According to Piron, “all the big old properties” have consequently been sold over the last few decades, and this has had the advantage of providing new land to those who were ready and able to invest, though the métayers have often lost out. The inertia and lack of vision which was the legacy of a sharecropping past remains in evidence, though, particularly in the crus. “In southern Beaujolais, the vineyards have been renovated, the properties are larger, and that works very well. If we organize a technical meeting, all the people from the south come. In the north, the attitude has been ‘My grandfather did things like that and I don’t see any need to change.’ It’s drawing to an end, now, with the younger generation, but I point out to people that the recent crisis in Beaujolais wasn’t a normal crisis of sales like it might have been elsewhere. It was the result of almost two centuries of history.”

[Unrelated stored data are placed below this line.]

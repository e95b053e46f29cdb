//! Message records at each pipeline stage.
//!
//! Each stage has its own record type so a table's schema is fixed by its
//! type: [`RawRecord`] (as fetched), [`TimedRecord`] (date-derived columns
//! added) and [`FinalRecord`] (`From` replaced by `Mail` and `Name`).

use std::fmt;
use std::str::FromStr;

use chrono::{NaiveDate, NaiveTime, Weekday};

use crate::export::csv::Row;

const DATE_FORMAT: &str = "%Y-%m-%d";
const TIME_FORMAT: &str = "%H:%M:%S";

/// Clock-hour span label: `"09h-10h"`.
///
/// The upper bound is `hour + 1` without wrapping, so hour 23 is labelled
/// `"23h-24h"`. Only the lower bound is zero-padded (`"00h-1h"`).
#[derive(Debug, Clone, Copy, PartialEq, Eq, PartialOrd, Ord, Hash)]
pub struct HourBucket(u32);

impl HourBucket {
    /// Bucket for a clock hour in `0..24`.
    pub fn new(hour: u32) -> Option<Self> {
        (hour < 24).then_some(Self(hour))
    }

    /// The lower bound of the span.
    pub fn hour(self) -> u32 {
        self.0
    }
}

impl fmt::Display for HourBucket {
    fn fmt(&self, f: &mut fmt::Formatter<'_>) -> fmt::Result {
        write!(f, "{:02}h-{}h", self.0, self.0 + 1)
    }
}

impl FromStr for HourBucket {
    type Err = String;

    fn from_str(s: &str) -> Result<Self, Self::Err> {
        let (low, high) = s
            .split_once("h-")
            .ok_or_else(|| format!("not an hour bucket: '{s}'"))?;
        let hour: u32 = low.parse().map_err(|_| format!("bad hour in '{s}'"))?;
        if high != format!("{}h", hour + 1) {
            return Err(format!("inconsistent hour bucket: '{s}'"));
        }
        Self::new(hour).ok_or_else(|| format!("hour out of range: '{s}'"))
    }
}

/// Full English weekday name, as written to the `WeekDay` column.
pub fn weekday_name(day: Weekday) -> &'static str {
    match day {
        Weekday::Mon => "Monday",
        Weekday::Tue => "Tuesday",
        Weekday::Wed => "Wednesday",
        Weekday::Thu => "Thursday",
        Weekday::Fri => "Friday",
        Weekday::Sat => "Saturday",
        Weekday::Sun => "Sunday",
    }
}

/// Stage 1: one message as fetched.
///
/// `date` and `from` are the raw header text; `subject` is decoded.
#[derive(Debug, Clone, Default, PartialEq, Eq)]
pub struct RawRecord {
    pub date: Option<String>,
    pub from: Option<String>,
    pub subject: Option<String>,
}

/// Stage 2: the date narrowed to a calendar day, plus clock time, hour
/// bucket and weekday. All four are `None` when the date did not parse.
#[derive(Debug, Clone, Default, PartialEq, Eq)]
pub struct TimedRecord {
    pub date: Option<NaiveDate>,
    pub from: Option<String>,
    pub subject: Option<String>,
    pub time: Option<NaiveTime>,
    pub hour: Option<HourBucket>,
    pub weekday: Option<Weekday>,
}

/// Stage 3: the combined sender replaced by `mail` and `name`.
#[derive(Debug, Clone, Default, PartialEq, Eq)]
pub struct FinalRecord {
    pub date: Option<NaiveDate>,
    pub subject: Option<String>,
    pub time: Option<NaiveTime>,
    pub hour: Option<HourBucket>,
    pub weekday: Option<Weekday>,
    pub mail: Option<String>,
    pub name: Option<String>,
}

// ── Cell conversion ─────────────────────────────────────────────

fn text_cell(v: &Option<String>) -> String {
    v.clone().unwrap_or_default()
}

fn date_cell(v: &Option<NaiveDate>) -> String {
    v.map(|d| d.format(DATE_FORMAT).to_string()).unwrap_or_default()
}

fn time_cell(v: &Option<NaiveTime>) -> String {
    v.map(|t| t.format(TIME_FORMAT).to_string()).unwrap_or_default()
}

fn hour_cell(v: &Option<HourBucket>) -> String {
    v.map(|h| h.to_string()).unwrap_or_default()
}

fn weekday_cell(v: &Option<Weekday>) -> String {
    v.map(|d| weekday_name(d).to_string()).unwrap_or_default()
}

fn parse_text(cell: &str) -> Option<String> {
    (!cell.is_empty()).then(|| cell.to_string())
}

/// Parse an optional typed cell; an empty cell is a null value.
fn parse_cell<T>(
    cell: &str,
    column: &str,
    parse: impl FnOnce(&str) -> Option<T>,
) -> Result<Option<T>, String> {
    if cell.is_empty() {
        return Ok(None);
    }
    parse(cell)
        .map(Some)
        .ok_or_else(|| format!("invalid {column} value '{cell}'"))
}

fn parse_date_cell(cell: &str) -> Result<Option<NaiveDate>, String> {
    parse_cell(cell, "Date", |c| NaiveDate::parse_from_str(c, DATE_FORMAT).ok())
}

fn parse_time_cell(cell: &str) -> Result<Option<NaiveTime>, String> {
    parse_cell(cell, "H_M_S", |c| NaiveTime::parse_from_str(c, TIME_FORMAT).ok())
}

fn parse_hour_cell(cell: &str) -> Result<Option<HourBucket>, String> {
    parse_cell(cell, "Hour", |c| c.parse().ok())
}

fn parse_weekday_cell(cell: &str) -> Result<Option<Weekday>, String> {
    parse_cell(cell, "WeekDay", |c| c.parse().ok())
}

fn expect_width(cells: &[String], width: usize) -> Result<(), String> {
    if cells.len() == width {
        Ok(())
    } else {
        Err(format!("expected {width} columns, found {}", cells.len()))
    }
}

impl Row for RawRecord {
    const HEADERS: &'static [&'static str] = &["Date", "From", "Subject"];

    fn cells(&self) -> Vec<String> {
        vec![
            text_cell(&self.date),
            text_cell(&self.from),
            text_cell(&self.subject),
        ]
    }

    fn from_cells(cells: &[String]) -> Result<Self, String> {
        expect_width(cells, Self::HEADERS.len())?;
        Ok(Self {
            date: parse_text(&cells[0]),
            from: parse_text(&cells[1]),
            subject: parse_text(&cells[2]),
        })
    }
}

impl Row for TimedRecord {
    const HEADERS: &'static [&'static str] =
        &["Date", "From", "Subject", "H_M_S", "Hour", "WeekDay"];

    fn cells(&self) -> Vec<String> {
        vec![
            date_cell(&self.date),
            text_cell(&self.from),
            text_cell(&self.subject),
            time_cell(&self.time),
            hour_cell(&self.hour),
            weekday_cell(&self.weekday),
        ]
    }

    fn from_cells(cells: &[String]) -> Result<Self, String> {
        expect_width(cells, Self::HEADERS.len())?;
        Ok(Self {
            date: parse_date_cell(&cells[0])?,
            from: parse_text(&cells[1]),
            subject: parse_text(&cells[2]),
            time: parse_time_cell(&cells[3])?,
            hour: parse_hour_cell(&cells[4])?,
            weekday: parse_weekday_cell(&cells[5])?,
        })
    }
}

impl Row for FinalRecord {
    const HEADERS: &'static [&'static str] =
        &["Date", "Subject", "H_M_S", "Hour", "WeekDay", "Mail", "Name"];

    fn cells(&self) -> Vec<String> {
        vec![
            date_cell(&self.date),
            text_cell(&self.subject),
            time_cell(&self.time),
            hour_cell(&self.hour),
            weekday_cell(&self.weekday),
            text_cell(&self.mail),
            text_cell(&self.name),
        ]
    }

    fn from_cells(cells: &[String]) -> Result<Self, String> {
        expect_width(cells, Self::HEADERS.len())?;
        Ok(Self {
            date: parse_date_cell(&cells[0])?,
            subject: parse_text(&cells[1]),
            time: parse_time_cell(&cells[2])?,
            hour: parse_hour_cell(&cells[3])?,
            weekday: parse_weekday_cell(&cells[4])?,
            mail: parse_text(&cells[5]),
            name: parse_text(&cells[6]),
        })
    }
}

Last year provided a perfect emblem of that transition, when one of the largest properties in the crus, the magnificent 99-ha Ch de la Chaize at Odénas in Brouilly, was sold to the Président of the Lyon-based infrastructure, real estate and ‘well-being’ Groupe Maïa, Christophe Gruy. It wasn’t wholly typical, in that the property has been in the hands of the Roussy de Sales family since 1735, prior to Lyon’s industrial revolution, and Chaize had been, by all accounts, well-run. The property did, though, have seven métayers – including Armand and Céline Vernus of Ch Moulin Favre.
Christophe Gruy wanted to convert the whole domain to organic cultivation, so he needed his métayers to follow suit; the only alternative was to convert to a fermage (since the wine would not then appear under the Chaize label, organics wouldn’t be necessary). In the latter case, though, the new fermage tenants would need a cellar of their own — which not all the métayers had.
As a consequence, all of the seven métayage agreements have come to an end, Céline Vernus told me. She and Armand have switched to fermage, reducing their tenancy from 8.5 ha to 5 ha (they have other vines of their own to work with, as well as a well-equipped cellar). Two of the other métayers have become Chaize employees, and the rest have been bought out of their métayage agreements. Thus Beaujolais’ sharecropping past, and that of France as a whole, is slowly drawing to a close.